I made jam last year in another life - and really enjoyed it...God only knows why it appeals so much - but I think it's because you can give it away. I know that might not make much sense - but I know what I mean.
Anyway I know have 4 dozen jam jars, labels and lids, a jam thermometer and a jam funnel. I also got a weighing scale (for the kitchen) a ladle, and a slow cooker.
Right now my cider, apple and chicken casserole is slow-cooking away nicely....and tomorrow - tomorrow I shall be boiling jam.
Perhaps I should get out more.
Sunday 26 December 2010
Friday 24 December 2010
Tuesday 21 December 2010
Dan is home at the moment and I just simply adore her. She makes me laugh so much - today - we've been to Fiona's to help with the present wrapping and make our food shopping lists. We watched 'It's a wonderful life' and just never stopped laughing, at each other, with each other and at the world and the situation in general. Fiona has been my absolute rock this year - together with Liz, and Su. I must almost mention Mrs Morris who has dried more tears than should be legal and listened to me droning on and on every Friday night since the early spring....the eyes are now dry and the droning has been replaced by laughter - and I hope that our Friday nights continue until we're too old to go out without assistance. This week also I have been the grateful recipient of a massive act of kindness. I am so very, very grateful to you...you know who you are.
Also on my 'Thanks to You' list is Jopa, Bill, Ches, Nicola , Katie, Christian, Victoria, Helen and Andrew, Helen and Ernie, Kim, Moya and Lisa and Lisa, and many, many more.
Every single day I am surrounded by love, warmth and kindness from all of these lovely folk. All of them have been there for me when I have needed them. Without question. I am amazed by the love.
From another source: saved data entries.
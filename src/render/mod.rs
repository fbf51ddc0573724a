//! Text helpers shared by the HTML pages.

use chrono::{DateTime, Datelike, Utc};
use pulldown_cmark::{CowStr, Event, Options, Parser, Tag};
use regex::RegexBuilder;
use url::Url;

/// Words per minute used for reading-time estimates.
pub const WORDS_PER_MINUTE: usize = 200;

const MONTHS_PT_BR: [&str; 12] = [
    "janeiro",
    "fevereiro",
    "março",
    "abril",
    "maio",
    "junho",
    "julho",
    "agosto",
    "setembro",
    "outubro",
    "novembro",
    "dezembro",
];

/// Estimated reading time in whole minutes, never less than one.
pub fn reading_time(content: &str) -> usize {
    let words = content.split_whitespace().count();
    words.div_ceil(WORDS_PER_MINUTE).max(1)
}

/// Remove a leading `# <title>` heading when the body repeats the title.
/// Matching is case-insensitive.
pub fn strip_leading_title(content: &str, title: &str) -> String {
    let pattern = format!(r"^#\s*{}\s*\n?", regex::escape(title));
    match RegexBuilder::new(&pattern).case_insensitive(true).build() {
        Ok(re) => re.replace(content, "").into_owned(),
        Err(e) => {
            tracing::warn!("Title pattern rejected: {}", e);
            content.to_string()
        }
    }
}

/// Render Markdown (with GFM tables, strikethrough, task lists and
/// footnotes) to HTML. Raw HTML in the source is escaped, and `javascript:`
/// link targets are neutralised.
pub fn markdown_to_html(markdown: &str) -> String {
    let mut options = Options::empty();
    options.insert(Options::ENABLE_TABLES);
    options.insert(Options::ENABLE_STRIKETHROUGH);
    options.insert(Options::ENABLE_TASKLISTS);
    options.insert(Options::ENABLE_FOOTNOTES);

    let events = Parser::new_ext(markdown, options).map(|event| match event {
        Event::Html(raw) | Event::InlineHtml(raw) => Event::Text(raw),
        Event::Start(Tag::Link {
            link_type,
            dest_url,
            title,
            id,
        }) => Event::Start(Tag::Link {
            link_type,
            dest_url: safe_href(dest_url),
            title,
            id,
        }),
        Event::Start(Tag::Image {
            link_type,
            dest_url,
            title,
            id,
        }) => Event::Start(Tag::Image {
            link_type,
            dest_url: safe_href(dest_url),
            title,
            id,
        }),
        other => other,
    });

    let mut html = String::with_capacity(markdown.len() * 3 / 2);
    pulldown_cmark::html::push_html(&mut html, events);
    html
}

fn safe_href(dest: CowStr<'_>) -> CowStr<'_> {
    let scheme = dest
        .trim_start()
        .split(':')
        .next()
        .unwrap_or_default()
        .to_ascii_lowercase();
    if dest.contains(':') && matches!(scheme.as_str(), "javascript" | "vbscript" | "data") {
        CowStr::Borrowed("#")
    } else {
        dest
    }
}

/// Long Brazilian Portuguese date, e.g. `14 de outubro de 2026`.
pub fn format_date(date: &DateTime<Utc>) -> String {
    let month = MONTHS_PT_BR[date.month0() as usize];
    format!("{} de {} de {}", date.day(), month, date.year())
}

/// Short Brazilian date, e.g. `14/10/2026`.
pub fn format_short_date(date: &DateTime<Utc>) -> String {
    date.format("%d/%m/%Y").to_string()
}

/// Host name of a source link, if it parses.
pub fn source_hostname(source_url: &str) -> Option<String> {
    Url::parse(source_url)
        .ok()
        .and_then(|u| u.host_str().map(str::to_string))
}

/// Listing page number from the `page` query value. Missing, non-numeric and
/// zero values fall back to page 1.
pub fn parse_page(raw: Option<&str>) -> u32 {
    raw.and_then(|p| p.trim().parse::<u32>().ok())
        .filter(|p| *p > 0)
        .unwrap_or(1)
}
My dearest friends...I want to thankyou from the bottom of my heart for being there for me this year and I want to wish you all a very very happy Christmas.
Sunday 12 December 2010
Well - the title kind of says it all doesn't it? Let me explain. Today I was due to meet La Famiglia for Sunday lunch. Dear Uncle Nick and his lovely wife were coming down from the North East to see us all - and so it was planned. The venue - a wee public house in Bradwell. How far is Bradwell?...well you pop along Woodseats, along Abbey Lane - through the lights..up to Bents Green - turn left at High Storrs...next left down Hangingwater...up to Crosspool - round the back - down Hagg Hill..along Rivelin - and out the other side to Bradwell. Fifteen - twenty minutes max.
Lunchtime meet - scheduled for 1.30pm. I left the house at 1pm - set my sat nav with the postcode and went off down Chesterfield Road towards town....down by the Railway Station and out along the Whicker.
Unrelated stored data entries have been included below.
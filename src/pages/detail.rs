//! Article detail page.

use axum::extract::{Path, State};
use maud::{html, Markup};

use super::components::{article_card, markdown, CardVariant};
use super::layout::{page, PageMeta};
use super::PageError;
use crate::cms::CmsClient;
use crate::models::Article;
use crate::render::{format_date, reading_time, source_hostname, strip_leading_title};
use crate::AppState;

const RELATED_FETCH: u32 = 6;
const RELATED_SHOWN: usize = 4;

/// GET /noticias/{slug} - Article detail.
pub async fn show(
    State(state): State<AppState>,
    Path(slug): Path<String>,
) -> Result<Markup, PageError> {
    let cms = state.cms()?;

    let Some(article) = cms.get_by_slug(&slug).await? else {
        return Err(PageError::not_found(format!("Article {} not found", slug)));
    };

    let related = match cms.list_articles(1, RELATED_FETCH).await {
        Ok(listing) => related_articles(listing.articles, &article),
        Err(e) => {
            tracing::warn!("Related articles unavailable: {}", e);
            Vec::new()
        }
    };

    let meta = PageMeta {
        title: Some(article.title.clone()),
        description: Some(article.excerpt.clone()).filter(|e| !e.is_empty()),
        image: article
            .featured_image
            .as_ref()
            .map(|img| cms.image_url(&img.url)),
    };

    Ok(page(&meta, view(&cms, &article, &related)))
}

/// Related articles, without the one being shown.
pub fn related_articles(candidates: Vec<Article>, current: &Article) -> Vec<Article> {
    candidates
        .into_iter()
        .filter(|a| a.document_id != current.document_id)
        .take(RELATED_SHOWN)
        .collect()
}

fn view(cms: &CmsClient, article: &Article, related: &[Article]) -> Markup {
    let body = strip_leading_title(&article.content, &article.title);
    let date = article
        .published_at
        .or(article.created_at)
        .map(|d| format_date(&d))
        .unwrap_or_default();
    let source = article
        .source_url
        .as_deref()
        .and_then(|url| source_hostname(url).map(|host| (url, host)));

    html! {
        div class="max-w-7xl mx-auto px-4 pt-8 pb-16" {
            div class="max-w-4xl mx-auto text-center mb-10" {
                h1 class="font-black text-3xl md:text-4xl lg:text-5xl leading-tight mb-4" { (article.title) }
                @if !article.excerpt.is_empty() {
                    (markdown(&article.excerpt, "excerpt"))
                }
            }
            div class="max-w-3xl mx-auto flex items-center justify-between border-y py-4 mb-8" {
                span class="text-sm" {
                    (date) " • " (reading_time(&article.content)) " min de leitura"
                }
            }
            div class="grid grid-cols-1 lg:grid-cols-12 gap-12" {
                article class="lg:col-span-8" {
                    @if let Some(img) = &article.featured_image {
                        figure class="mb-10" {
                            img src=(cms.image_url(&img.url)) alt=(article.image_alt()) class="w-full aspect-video object-cover rounded";
                        }
                    }
                    (markdown(&body, ""))
                    @if let Some((url, host)) = &source {
                        div class="mt-10 p-6 border-y-2 border-gray-200" {
                            p class="text-sm" {
                                "Fonte original: "
                                a href=(url) target="_blank" rel="noopener noreferrer" class="hover:underline font-semibold" { (host) }
                            }
                        }
                    }
                }
                aside class="lg:col-span-4 space-y-8" {
                    div class="bg-white p-5 rounded-lg border shadow-sm" {
                        h3 class="font-black text-sm uppercase tracking-wide mb-4" { "Mais Notícias" }
                        div class="space-y-5" {
                            @for item in related {
                                div class="border-b pb-4 last:border-0 last:pb-0" {
                                    (article_card(cms, item, CardVariant::Compact))
                                }
                            }
                        }
                    }
                }
            }
            @if !related.is_empty() {
                div class="mt-16 pt-10 border-t" {
                    h3 class="text-2xl font-black mb-6 border-l-4 pl-3 uppercase tracking-tight" { "Mais Notícias" }
                    div class="grid grid-cols-1 md:grid-cols-4 gap-6" {
                        @for item in related {
                            (article_card(cms, item, CardVariant::Default))
                        }
                    }
                }
            }
        }
    }
}
/// Minimal emulation of the CMS list filters, sort and pagination.
async fn list_articles(
    State(fake): State<Fake>,
    Query(params): Query<HashMap<String, String>>,
) -> Response {
    let mut items: Vec<Value> = fake.articles.iter().cloned().collect();

    if let Some(slug) = params.get("filters[slug][$eq]") {
        items.retain(|a| a["slug"] == slug.as_str());
    }
    if params.get("filters[isFeatured][$eq]").map(String::as_str) == Some("true") {
        items.retain(|a| a["isFeatured"] == true);
    }
    let excluded: Vec<&String> = params
        .iter()
        .filter(|(k, _)| k.starts_with("filters[documentId][$ne]"))
        .map(|(_, v)| v)
        .collect();
    items.retain(|a| !excluded.iter().any(|id| a["documentId"] == id.as_str()));

    if params.get("sort").map(String::as_str) == Some("publishedAt:desc") {
        items.sort_by(|a, b| {
            b["publishedAt"]
                .as_str()
                .unwrap_or_default()
                .cmp(a["publishedAt"].as_str().unwrap_or_default())
        });
    }

    let page: usize = params
        .get("pagination[page]")
        .and_then(|p| p.parse().ok())
        .unwrap_or(1);
    let page_size: usize = params
        .get("pagination[pageSize]")
        .and_then(|p| p.parse().ok())
        .unwrap_or(25);
    let total = items.len();
    let page_count = total.div_ceil(page_size);
    let data: Vec<Value> = items
        .into_iter()
        .skip((page - 1) * page_size)
        .take(page_size)
        .collect();

    Json(json!({
        "data": data,
        "meta": { "pagination": {
            "page": page, "pageSize": page_size, "pageCount": page_count, "total": total
        } }
    }))
    .into_response()
}

/// Test fixture: fake upstream plus the service under test.
struct TestFixture {
    client: Client,
    base_url: String,
    upstream_url: String,
    state: AppState,
    calls: Arc<Mutex<Vec<Call>>>,
}

async fn spawn(app: Router) -> String {
    let listener = tokio::net::TcpListener::bind("127.0.0.1:0")
        .await
        .expect("Failed to bind");
    let addr = listener.local_addr().expect("Failed to get addr");
    tokio::spawn(async move {
        axum::serve(listener, app).await.unwrap();
    });
    format!("http://{}", addr)
}

fn test_config(upstream_url: &str) -> Config {
    Config {
        webhook_url: Some(format!("{}/webhook/news-generator", upstream_url)),
        cms_url: Some(upstream_url.to_string()),
        cms_api_token: Some("cms-token".to_string()),
        image_api_key: Some("image-key".to_string()),
        image_model: "test-model".to_string(),
        image_api_url: upstream_url.to_string(),
        upstream_timeout: Some(Duration::from_secs(10)),
        bind_addr: "127.0.0.1:0".parse().unwrap(),
        log_level: "warn".to_string(),
        log_json: false,
    }
}

impl TestFixture {
    async fn new() -> Self {
        Self::with(Behavior::default(), Vec::new(), |_| {}).await
    }

    async fn with_behavior(behavior: Behavior) -> Self {
        Self::with(behavior, Vec::new(), |_| {}).await
    }

    async fn with_articles(articles: Vec<Value>) -> Self {
        Self::with(Behavior::default(), articles, |_| {}).await
    }

    async fn with(
        behavior: Behavior,
        articles: Vec<Value>,
        adjust: impl FnOnce(&mut Config),
    ) -> Self {
        let calls = Arc::new(Mutex::new(Vec::new()));
        let fake = Fake {
            behavior,
            articles: Arc::new(articles),
            calls: calls.clone(),
        };

        let upstream = Router::new()
            .route("/webhook/news-generator", post(webhook))
            .route("/v1beta/models/{model_action}", post(image_api))
            .route("/api/articles", get(list_articles).post(create_article))
            .route("/api/articles/{id}", put(link_image))
            .route("/api/upload", post(upload))
            .with_state(fake);
        let upstream_url = spawn(upstream).await;

        let mut config = test_config(&upstream_url);
        adjust(&mut config);
        let state = AppState::new(config).expect("Failed to build state");
        let base_url = spawn(create_router(state.clone())).await;

        TestFixture {
            client: Client::new(),
            base_url,
            upstream_url,
            state,
            calls,
        }
    }

    fn url(&self, path: &str) -> String {
        format!("{}{}", self.base_url, path)
    }

    fn call_names(&self) -> Vec<String> {
        self.calls
            .lock()
            .unwrap()
            .iter()
            .map(|c| c.name.clone())
            .collect()
    }

    fn call(&self, prefix: &str) -> Option<Call> {
        self.calls
            .lock()
            .unwrap()
            .iter()
            .find(|c| c.name.starts_with(prefix))
            .cloned()
    }

    async fn generate(&self, body: Value) -> (StatusCode, Value) {
        let resp = self
            .client
            .post(self.url("/api/news-generator"))
            .json(&body)
            .send()
            .await
            .unwrap();
        let status = StatusCode::from_u16(resp.status().as_u16()).unwrap();
        (status, resp.json().await.unwrap())
    }

    async fn get_page(&self, path: &str) -> (StatusCode, String) {
        let resp = create_router(self.state.clone())
            .oneshot(Request::builder().uri(path).body(Body::empty()).unwrap())
            .await
            .unwrap();
        let status = resp.status();
        let bytes = axum::body::to_bytes(resp.into_body(), usize::MAX).await.unwrap();
        (status, String::from_utf8(bytes.to_vec()).unwrap())
    }
}

#[tokio::test]
async fn test_health_check() {
    let fixture = TestFixture::new().await;

    let resp = fixture
        .client
        .get(fixture.url("/health"))
        .send()
        .await
        .unwrap();
    assert_eq!(resp.status(), 200);
    assert_eq!(resp.text().await.unwrap(), "OK");
}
(If you don't live in Sheffield you will have no idea what I am talking about...but suffice to say It's like setting off north on the M6 if you're trying to get to London).
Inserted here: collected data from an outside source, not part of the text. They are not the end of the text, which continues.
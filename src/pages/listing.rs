//! Paginated article listing.

use axum::extract::{Query, State};
use maud::{html, Markup};
use serde::Deserialize;

use super::layout::{page, PageMeta};
use super::PageError;
use crate::cms::CmsClient;
use crate::models::ArticlePage;
use crate::render::{format_short_date, parse_page};
use crate::AppState;

pub const PAGE_SIZE: u32 = 10;

#[derive(Debug, Deserialize)]
pub struct ListingQuery {
    #[serde(default)]
    pub page: Option<String>,
}

/// GET /noticias - Article listing.
pub async fn list(
    State(state): State<AppState>,
    Query(query): Query<ListingQuery>,
) -> Result<Markup, PageError> {
    let cms = state.cms()?;
    let current = parse_page(query.page.as_deref());

    let listing = cms.list_articles(current, PAGE_SIZE).await?;
    if let Some(p) = listing.pagination.filter(|p| !p.is_consistent()) {
        tracing::warn!(?p, "CMS pagination metadata is inconsistent");
    }

    Ok(page(&PageMeta::titled("Notícias"), view(&cms, &listing, current)))
}

fn view(cms: &CmsClient, listing: &ArticlePage, current: u32) -> Markup {
    let page_count = listing.pagination.map(|p| p.page_count).unwrap_or(0);
    html! {
        div class="min-h-screen px-4 py-12" {
            div class="mx-auto max-w-7xl" {
                h1 class="mb-8 text-4xl font-bold" { "Notícias" }
                @if listing.articles.is_empty() {
                    div class="py-12 text-center" {
                        p class="text-gray-600" { "Nenhuma notícia publicada ainda." }
                        a href="/gerador-de-noticia" class="mt-4 inline-block text-blue-600 hover:underline" {
                            "Gerar primeira notícia"
                        }
                    }
                } @else {
                    div class="grid grid-cols-1 gap-6 md:grid-cols-2 lg:grid-cols-3" {
                        @for article in &listing.articles {
                            a href=(article.href()) class="overflow-hidden rounded-lg bg-white shadow-md" {
                                @if let Some(img) = &article.featured_image {
                                    div class="relative h-48 w-full" {
                                        img src=(cms.image_url(&img.url)) alt=(article.image_alt()) class="h-full w-full object-cover";
                                    }
                                }
                                div class="p-4" {
                                    h2 class="mb-2 line-clamp-2 text-xl font-semibold" { (article.title) }
                                    p class="line-clamp-3 text-sm text-gray-600" { (article.excerpt) }
                                    @if let Some(date) = &article.published_at {
                                        p class="mt-2 text-xs text-gray-400" { (format_short_date(date)) }
                                    }
                                }
                            }
                        }
                    }
                    @if page_count > 1 {
                        nav class="mt-8 flex justify-center gap-2" {
                            @for n in 1..=page_count {
                                @if n == current {
                                    a href={ "/noticias?page=" (n) } class="rounded px-4 py-2 bg-blue-600 text-white" aria-current="page" { (n) }
                                } @else {
                                    a href={ "/noticias?page=" (n) } class="rounded px-4 py-2 bg-white text-gray-700" { (n) }
                                }
                            }
                        }
                    }
                }
            }
        }
    }
}
//! Server-rendered HTML pages.

pub mod components;
pub mod detail;
pub mod generator;
pub mod home;
pub mod layout;
pub mod listing;

use axum::{
    http::StatusCode,
    response::{IntoResponse, Response},
};

use crate::cms::CmsError;
use crate::errors::AppError;
use layout::{error_body, not_found_body, page, PageMeta};

/// Error raised by a page handler, rendered as an HTML page.
#[derive(Debug)]
pub struct PageError(pub AppError);

impl PageError {
    pub fn not_found(message: impl Into<String>) -> Self {
        PageError(AppError::NotFound(message.into()))
    }
}

impl From<AppError> for PageError {
    fn from(err: AppError) -> Self {
        PageError(err)
    }
}

impl From<CmsError> for PageError {
    fn from(err: CmsError) -> Self {
        PageError(err.into())
    }
}

impl IntoResponse for PageError {
    fn into_response(self) -> Response {
        match self.0 {
            AppError::NotFound(msg) => {
                tracing::debug!("Page not found: {}", msg);
                not_found_page()
            }
            AppError::Upstream { message, .. } => {
                tracing::error!("CMS unavailable: {}", message);
                (
                    StatusCode::BAD_GATEWAY,
                    page(
                        &PageMeta::titled("Erro"),
                        error_body("Não foi possível carregar as notícias no momento."),
                    ),
                )
                    .into_response()
            }
            other => {
                tracing::error!("Page error: {}", other);
                (
                    other.status_code(),
                    page(&PageMeta::titled("Erro"), error_body(&other.message())),
                )
                    .into_response()
            }
        }
    }
}

fn not_found_page() -> Response {
    (
        StatusCode::NOT_FOUND,
        page(&PageMeta::titled("Página não encontrada"), not_found_body()),
    )
        .into_response()
}

/// Fallback for unknown routes.
pub async fn not_found() -> Response {
    not_found_page()
}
I went past the Northern General and was almost in Ecclesfield before I realised that I was going in completely the wrong direction.
I phoned my brother - no answer. I phoned our Nick..no answer...Then I turned around and had to come all the way back to Hillsborough Corner..and then I realised that my brain wasn't working and I was hopelessly lost.
It's ridiculous because I do know the way - I knew where I was and I knew where I had to get to - but my brain just completely emptied of all factual information relating to destinations...I parked in a lay-by and waited and thought. For about ten minutes. Then my brother called me back and we decided I was in Stannington. Talk about a blonde moment:)
He came to get me in his car - and in the meantime - while I was waiting I sobbed my socks off. I won't tell a fib - this year has been absolutely my annus horribilis...I've had a crap year full of sadness, stress and worry - and it was as if the fact that I couldn't get around my home town and reach my destination - was the very last straw. I sat and cried, and cried, and cried some more.
Eventually he found me - we went to the restaurant and had a top afternoon with all my lovely family - but just as I sat in that lay-by for ten minutes - all alone and hopelessly lost - I honestly thought I was finally losing my mind.
How weird is that?...because everybody who knows me - knows that I actually lost it a long time ago!
Sunday 5 December 2010
I have just read this book. I didn't even know I had it in the house. While scouring my book shelves for something entertaining - ie not some crappy self-help book about the pangs and yearnings (and how to deal with them) of middle aged ladies...but something light...and laughy...and witty...without too much thinking to occupy my time and mind...I stumbled across this. I must have bought it some time ago because I really didn't recognise it.
Anyway I read it - and am truly delighted that I did. Apparently it's been turned into a film. Not that I'll be watching it - not a fan of books made into films...they just never seem to get it quite right.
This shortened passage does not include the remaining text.